Ela é as muitas mulheres deste país que lutam todos os dias para educar os filhos, que estão sozinhas, que são mãe solo, que têm que levantar de manhã e ir atrás de um prato de comida para os filhos, que não têm imunidade social, que estão sendo exploradas pelo sistema capitalista. Ela é, principalmente, as mulheres negras, que não são respeitadas como deveriam. A maioria delas sem possibilidade de ter um emprego melhor, vendo os filhos ser assassinados pelo Estado diariamente, tão somente porque são pretos. É uma necropolítica que quer exterminar os corpos negros que não têm utilidade para o sistema capitalista, que fazem das prisões novas senzalas. Só que alguém está ganhando dinheiro com a miséria, porque no sistema capitalista as coisas só acontecem porque geram lucro. Então, a Branca Dias de hoje é a mulher negra!

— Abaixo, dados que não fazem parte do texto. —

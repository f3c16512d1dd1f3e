//! Wire forms of the module structure resource
//!
//! The server offers the structure either as an RDF/XML containment tree or
//! as a flat JSON list of records linked by id. Both are parsed into a
//! [`WireDocument`] and normalized into a [`ModuleStructure`] right away;
//! nothing downstream looks at the wire shape again.

mod flat_form;
mod markup_form;

pub use flat_form::BindingRecord;

use crate::error::{Result, StructureError};
use crate::markup::{self, Element, Namespaces};
use crate::tree::ModuleStructure;
use serde::{Deserialize, Serialize};
use std::fmt;
use std::str::FromStr;

/// Wire form selector
#[derive(Debug, Clone, Copy, Default, PartialEq, Eq, Hash, Serialize, Deserialize)]
#[serde(rename_all = "kebab-case")]
pub enum WireForm {
    /// RDF/XML containment tree
    #[default]
    Markup,
    /// JSON list of records
    FlatList,
}

impl WireForm {
    /// Media type for `Accept` and `Content-Type`
    #[inline]
    #[must_use]
    pub fn media_type(self) -> &'static str {
        match self {
            Self::Markup => "application/rdf+xml",
            Self::FlatList => "application/json",
        }
    }
}

impl fmt::Display for WireForm {
    fn fmt(&self, f: &mut fmt::Formatter<'_>) -> fmt::Result {
        f.write_str(match self {
            Self::Markup => "markup",
            Self::FlatList => "flat-list",
        })
    }
}

impl FromStr for WireForm {
    type Err = String;

    fn from_str(s: &str) -> std::result::Result<Self, Self::Err> {
        match s.to_ascii_lowercase().as_str() {
            "markup" | "rdf" | "xml" | "rdf+xml" => Ok(Self::Markup),
            "flat-list" | "flat" | "json" => Ok(Self::FlatList),
            other => Err(format!("unknown wire form: {other}")),
        }
    }
}

/// A parsed structure document in one of the two wire forms
#[derive(Debug, Clone, PartialEq)]
pub enum WireDocument {
    Markup {
        root: Element,
        namespaces: Namespaces,
    },
    FlatList(Vec<BindingRecord>),
}

impl WireDocument {
    /// Parse a response body
    pub fn parse(form: WireForm, body: &str) -> Result<Self> {
        match form {
            WireForm::Markup => {
                let (root, namespaces) = markup::parse_document(body)?;
                Ok(Self::Markup { root, namespaces })
            }
            WireForm::FlatList => Ok(Self::FlatList(serde_json::from_str(body)?)),
        }
    }

    #[inline]
    #[must_use]
    pub fn form(&self) -> WireForm {
        match self {
            Self::Markup { .. } => WireForm::Markup,
            Self::FlatList(_) => WireForm::FlatList,
        }
    }

    /// Normalize into the abstract tree
    pub fn decode(&self) -> Result<ModuleStructure> {
        match self {
            Self::Markup { root, namespaces } => markup_form::decode(root, namespaces),
            Self::FlatList(records) => flat_form::decode(records),
        }
    }

    /// Render a tree in the requested form
    pub fn encode(tree: &ModuleStructure, form: WireForm) -> Self {
        match form {
            WireForm::Markup => {
                let (root, namespaces) = markup_form::encode(tree);
                Self::Markup { root, namespaces }
            }
            WireForm::FlatList => Self::FlatList(flat_form::encode(tree)),
        }
    }

    /// Serialize to a request body
    pub fn to_body(&self) -> Result<String> {
        match self {
            Self::Markup { root, .. } => markup::write_document(root),
            Self::FlatList(records) => serde_json::to_string_pretty(records)
                .map_err(|e| StructureError::malformed(format!("flat list: {e}"))),
        }
    }
}

/// Decode a response body in one step
pub fn decode_body(form: WireForm, body: &str) -> Result<ModuleStructure> {
    WireDocument::parse(form, body)?.decode()
}

/// Encode a tree into a request body in one step
pub fn encode_body(tree: &ModuleStructure, form: WireForm) -> Result<String> {
    WireDocument::encode(tree, form).to_body()
}

#[cfg(test)]
mod tests {
    use super::*;

    #[test]
    fn wire_form_from_str() {
        assert_eq!("markup".parse::<WireForm>().unwrap(), WireForm::Markup);
        assert_eq!("JSON".parse::<WireForm>().unwrap(), WireForm::FlatList);
        assert!("yaml".parse::<WireForm>().is_err());
    }

    #[test]
    fn media_types() {
        assert_eq!(WireForm::Markup.media_type(), "application/rdf+xml");
        assert_eq!(WireForm::FlatList.media_type(), "application/json");
    }

    #[test]
    fn parse_reports_form() {
        let doc = WireDocument::parse(WireForm::FlatList, "[]").unwrap();
        assert_eq!(doc.form(), WireForm::FlatList);
    }
}
fn open_element(
    reader: &NsReader<&[u8]>,
    start: &BytesStart<'_>,
    namespaces: &mut Namespaces,
) -> Result<Element> {
    let (ns, local) = reader.resolve_element(start.name());
    let mut element = Element::new(QName {
        namespace: namespace_of(ns)?,
        prefix: prefix_of(start.name()),
        local: String::from_utf8_lossy(local.as_ref()).into_owned(),
    });

    for attr in start.attributes() {
        let attr = attr?;
        let value = attr.unescape_value()?.into_owned();
        if let Some(decl) = attr.key.as_namespace_binding() {
            let prefix = match decl {
                PrefixDeclaration::Default => String::new(),
                PrefixDeclaration::Named(p) => String::from_utf8_lossy(p).into_owned(),
            };
            namespaces.declare(&prefix, &value);
            element.declarations.push((prefix, value));
            continue;
        }
        let (ns, local) = reader.resolve_attribute(attr.key);
        element.attributes.push(Attribute {
            name: QName {
                namespace: namespace_of(ns)?,
                prefix: prefix_of(attr.key),
                local: String::from_utf8_lossy(local.as_ref()).into_owned(),
            },
            value,
        });
    }
    Ok(element)
}

fn namespace_of(resolved: ResolveResult<'_>) -> Result<Option<String>> {
    match resolved {
        ResolveResult::Bound(ns) => Ok(Some(String::from_utf8_lossy(ns.0).into_owned())),
        ResolveResult::Unbound => Ok(None),
        ResolveResult::Unknown(prefix) => Err(StructureError::malformed(format!(
            "undeclared prefix {}",
            String::from_utf8_lossy(&prefix)
        ))),
    }
}

fn prefix_of(name: RawName<'_>) -> Option<String> {
    name.prefix()
        .map(|p| String::from_utf8_lossy(p.as_ref()).into_owned())
}

/// Serialize an element as a standalone document
pub fn write_document(root: &Element) -> Result<String> {
    let mut writer = Writer::new_with_indent(Vec::new(), b' ', 2);
    writer
        .write_event(Event::Decl(BytesDecl::new("1.0", Some("UTF-8"), None)))
        .map_err(write_error)?;
    write_element(&mut writer, root)?;
    String::from_utf8(writer.into_inner()).map_err(write_error)
}

fn write_element(writer: &mut Writer<Vec<u8>>, element: &Element) -> Result<()> {
    let name = element.name.qualified();
    let mut start = BytesStart::new(name.as_str());
    for (prefix, uri) in &element.declarations {
        let key = if prefix.is_empty() {
            "xmlns".to_owned()
        } else {
            format!("xmlns:{prefix}")
        };
        start.push_attribute((key.as_str(), uri.as_str()));
    }
    for attr in &element.attributes {
        start.push_attribute((attr.name.qualified().as_str(), attr.value.as_str()));
    }

    if element.children.is_empty() {
        return writer.write_event(Event::Empty(start)).map_err(write_error);
    }

    writer.write_event(Event::Start(start)).map_err(write_error)?;
    for child in &element.children {
        match child {
            Node::Element(e) => write_element(writer, e)?,
            Node::Text(t) => writer
                .write_event(Event::Text(BytesText::new(t)))
                .map_err(write_error)?,
        }
    }
    writer
        .write_event(Event::End(BytesEnd::new(name.as_str())))
        .map_err(write_error)
}

fn write_error(err: impl fmt::Display) -> StructureError {
    StructureError::malformed(format!("markup write: {err}"))
}
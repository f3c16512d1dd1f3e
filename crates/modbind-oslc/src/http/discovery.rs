//! Service discovery: rootservices, catalogs, components, configurations, folders

use super::HttpRmService;
use crate::error::ServiceError;
use crate::rdf;
use crate::types::{ComponentContext, QueryFilter};
use crate::vocab::{
    COMPONENT_TYPE, DCTERMS, FOLDER_TYPE, JAZZ_PROCESS, OSLC, OSLC_CONFIG, OSLC_RM_V2, RDFS,
    REQUIREMENT_TYPE,
};
use modbind_structure::{Element, ResourceRef};
use tracing::debug;

impl HttpRmService {
    pub(super) async fn rootservices(&self) -> Result<Element, ServiceError> {
        let url = self.settings.rm_url("rootservices");
        self.document("rootservices", &url, None).await
    }

    /// Service provider and project area of a project, matched by title
    pub(super) async fn find_project(
        &self,
        rootservices: &Element,
        project: &str,
    ) -> Result<(ResourceRef, ResourceRef), ServiceError> {
        let catalog_url = rdf::resource_of(rootservices, OSLC_RM_V2, "rmServiceProviders")
            .ok_or_else(|| ServiceError::malformed("rootservices lists no RM provider catalog"))?;
        let catalog = self
            .document("provider catalog", catalog_url.as_str(), None)
            .await?;

        let provider = catalog
            .descendants(OSLC, "ServiceProvider")
            .into_iter()
            .find(|sp| {
                sp.child(DCTERMS, "title")
                    .is_some_and(|t| t.text().trim() == project)
            })
            .ok_or_else(|| ServiceError::not_found("project", project))?;
        let service_provider = provider
            .about()
            .map(ResourceRef::from)
            .ok_or_else(|| ServiceError::malformed("service provider without rdf:about"))?;
        let project_area = rdf::resource_of(provider, JAZZ_PROCESS, "projectArea")
            .unwrap_or_else(|| service_provider.clone());
        Ok((service_provider, project_area))
    }

    /// Component matched by title through the configuration management provider
    pub(super) async fn find_component(
        &self,
        rootservices: &Element,
        component: &str,
    ) -> Result<ResourceRef, ServiceError> {
        let catalog_url = rdf::resource_of(rootservices, OSLC_CONFIG, "cmServiceProviders")
            .ok_or_else(|| {
                ServiceError::malformed("rootservices lists no configuration management provider")
            })?;
        let catalog = self
            .document("configuration catalog", catalog_url.as_str(), None)
            .await?;

        let mut query_base = component_query_base(&catalog);
        if query_base.is_none() {
            let providers: Vec<String> = catalog
                .descendants(OSLC, "ServiceProvider")
                .into_iter()
                .filter_map(Element::about)
                .map(str::to_owned)
                .collect();
            for provider in providers {
                let doc = self.document("configuration provider", &provider, None).await?;
                query_base = component_query_base(&doc);
                if query_base.is_some() {
                    break;
                }
            }
        }
        let query_base = query_base
            .ok_or_else(|| ServiceError::malformed("no component query capability"))?;

        let results = self
            .query(
                query_base.as_str(),
                &[QueryFilter::literal("dcterms:title", component)],
                None,
            )
            .await?;
        results
            .into_iter()
            .find(|(_, props)| {
                props
                    .get("dcterms:title")
                    .map_or(true, |t| t.trim() == component)
            })
            .map(|(uri, _)| uri)
            .ok_or_else(|| ServiceError::not_found("component", component))
    }

    /// Stream or baseline of a component matched by title
    pub(super) async fn find_configuration(
        &self,
        component: &ResourceRef,
        configuration: &str,
    ) -> Result<ResourceRef, ServiceError> {
        let doc = self.document("component", component.as_str(), None).await?;
        let listing = rdf::resource_of(&doc, OSLC_CONFIG, "configurations").ok_or_else(|| {
            ServiceError::malformed(format!("component {component} lists no configurations"))
        })?;
        let list = self
            .document("configurations", listing.as_str(), None)
            .await?;

        let inline = rdf::query_members(&list);
        let members: Vec<ResourceRef> = list
            .descendants(RDFS, "member")
            .into_iter()
            .filter_map(Element::resource)
            .map(ResourceRef::from)
            .collect();

        for member in members {
            let title = match inline.get(&member).and_then(|p| p.get("dcterms:title")) {
                Some(title) => Some(title.clone()),
                None => {
                    let doc = self.document("configuration", member.as_str(), None).await?;
                    rdf::text_of(&doc, DCTERMS, "title")
                }
            };
            debug!(%member, ?title, "configuration candidate");
            if title.as_deref().map(str::trim) == Some(configuration) {
                return Ok(member);
            }
        }
        Err(ServiceError::not_found("configuration", configuration))
    }

    /// Walk a folder path one segment at a time from the project's root folder
    pub(super) async fn walk_folders(
        &self,
        ctx: &ComponentContext,
        path: &str,
    ) -> Result<Option<ResourceRef>, ServiceError> {
        let base = self.folder_query_base(ctx).await?;
        let Some((mut current, _)) = self
            .child_folders(&base, ctx, &ctx.project_area)
            .await?
            .into_iter()
            .next()
        else {
            return Ok(None);
        };

        for segment in path.split('/').filter(|s| !s.is_empty()) {
            let children = self.child_folders(&base, ctx, &current).await?;
            match children.into_iter().find(|(_, title)| title == segment) {
                Some((folder, _)) => current = folder,
                None => return Ok(None),
            }
        }
        Ok(Some(current))
    }

    async fn child_folders(
        &self,
        base: &str,
        ctx: &ComponentContext,
        parent: &ResourceRef,
    ) -> Result<Vec<(ResourceRef, String)>, ServiceError> {
        let results = self
            .query(
                base,
                &[QueryFilter::resource("nav:parent", parent.as_str())],
                Some(ctx),
            )
            .await?;
        Ok(results
            .into_iter()
            .map(|(uri, props)| {
                let title = props
                    .get("dcterms:title")
                    .map(|t| t.trim().to_owned())
                    .unwrap_or_default();
                (uri, title)
            })
            .collect())
    }

    async fn folder_query_base(&self, ctx: &ComponentContext) -> Result<String, ServiceError> {
        let provider = self
            .document("service provider", ctx.service_provider.as_str(), Some(ctx))
            .await?;
        Ok(query_base(&provider, FOLDER_TYPE)
            .unwrap_or_else(|| self.settings.rm_url("folders")))
    }

    pub(super) async fn requirement_query_base(
        &self,
        ctx: &ComponentContext,
    ) -> Result<String, ServiceError> {
        let provider = self
            .document("service provider", ctx.service_provider.as_str(), Some(ctx))
            .await?;
        query_base(&provider, REQUIREMENT_TYPE)
            .or_else(|| {
                provider
                    .descendants(OSLC, "QueryCapability")
                    .into_iter()
                    .find_map(|c| rdf::resource_of(c, OSLC, "queryBase"))
                    .map(|r| r.as_str().to_owned())
            })
            .ok_or_else(|| ServiceError::not_found("query capability", REQUIREMENT_TYPE))
    }
}

fn query_base(provider: &Element, resource_type: &str) -> Option<String> {
    rdf::capabilities(provider, "QueryCapability", resource_type)
        .into_iter()
        .find_map(|c| rdf::resource_of(c, OSLC, "queryBase"))
        .map(|r| r.as_str().to_owned())
}

fn component_query_base(doc: &Element) -> Option<String> {
    query_base(doc, COMPONENT_TYPE)
}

Personagem: Branca Dias Aparece na obra: "O Santo Inquérito" (1966)
Lena Roque interpretou Branca Dias para esta entrevista. Formada em artes cênicas pela Escola de Comunicações e Artes da Universidade de São Paulo (ECA/USP), é atriz, diretora teatral, dramaturga e roteirista. Atuou por dez anos em "Louca de amor", com texto e codireção de sua autoria. Como atriz, também participou de
produções no cinema, na televisão e no teatro, onde atuou em 22 espetáculos. Produz e apresenta o "Almerindas podcast", sobre literatura feminina negra. Dirigiu "Bonita Lampião", contemplado na 10ª Edição do Prêmio Zé Renato. É atriz da série "Sentença", do Amazon Prime.